##### Supplied information #####
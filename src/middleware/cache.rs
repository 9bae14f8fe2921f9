use std::collections::HashMap;

use time::OffsetDateTime;
use tokio::sync::RwLock;

use crate::magic::{MAX_GENERATE_ATTEMPTS, MagicCodeRecord, MagicKey, MagicToken};

/// Issue refused: the email hit its generation cap for the current window.
#[derive(Debug, Clone, Copy, PartialEq, Eq)]
pub struct AttemptsExhausted;

/// Why a submitted code was not accepted.
#[derive(Debug, Clone, Copy, PartialEq, Eq)]
pub enum RedeemError {
    /// No live code for this email; also covers codes past their TTL.
    Expired,
    /// A live code exists but the submitted string does not match it.
    Mismatch,
}

/// In-process store for pending sign-in codes.
///
/// Expiry is checked on every access, so a long-lived process stays correct
/// without maintenance; [`sweep`](MagicCodeCache::sweep) only reclaims memory
/// from entries nobody redeemed.
#[derive(Debug, Default)]
pub struct MagicCodeCache {
    entries: RwLock<HashMap<MagicKey, MagicCodeRecord>>,
}

impl MagicCodeCache {
    /// Issue a code for `key`, replacing any live one.
    ///
    /// Re-issuing bumps the attempt counter; once [`MAX_GENERATE_ATTEMPTS`]
    /// codes have been handed out the key stays refused until the last code
    /// expires or is redeemed.
    pub async fn issue(
        &self,
        key: MagicKey,
        now: OffsetDateTime,
    ) -> Result<MagicToken, AttemptsExhausted> {
        let mut entries = self.entries.write().await;
        let record = match entries.get(&key) {
            Some(existing) if !existing.is_expired(now) => {
                if existing.attempt + 1 >= MAX_GENERATE_ATTEMPTS {
                    return Err(AttemptsExhausted);
                }
                existing.reissued(now)
            }
            _ => MagicCodeRecord::fresh(now),
        };
        let token = record.token.clone();
        entries.insert(key, record);
        Ok(token)
    }

    /// Redeem `submitted` against the live code for `key`.
    ///
    /// Success consumes the code. A mismatch leaves it live, so a typo does
    /// not invalidate the email the user is holding.
    pub async fn redeem(
        &self,
        key: &MagicKey,
        submitted: &str,
        now: OffsetDateTime,
    ) -> Result<(), RedeemError> {
        let mut entries = self.entries.write().await;
        let Some(record) = entries.get(key) else {
            return Err(RedeemError::Expired);
        };
        if record.is_expired(now) {
            entries.remove(key);
            return Err(RedeemError::Expired);
        }
        if record.token.as_str() != submitted {
            return Err(RedeemError::Mismatch);
        }
        entries.remove(key);
        Ok(())
    }

    /// Drop expired entries. Returns how many were removed.
    pub async fn sweep(&self, now: OffsetDateTime) -> usize {
        let mut entries = self.entries.write().await;
        let before = entries.len();
        entries.retain(|_, record| !record.is_expired(now));
        before - entries.len()
    }
}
#####
**Exercise goal:** Produce the number of lines in the data containing the string "process", with nothing added.

**Reply:** 2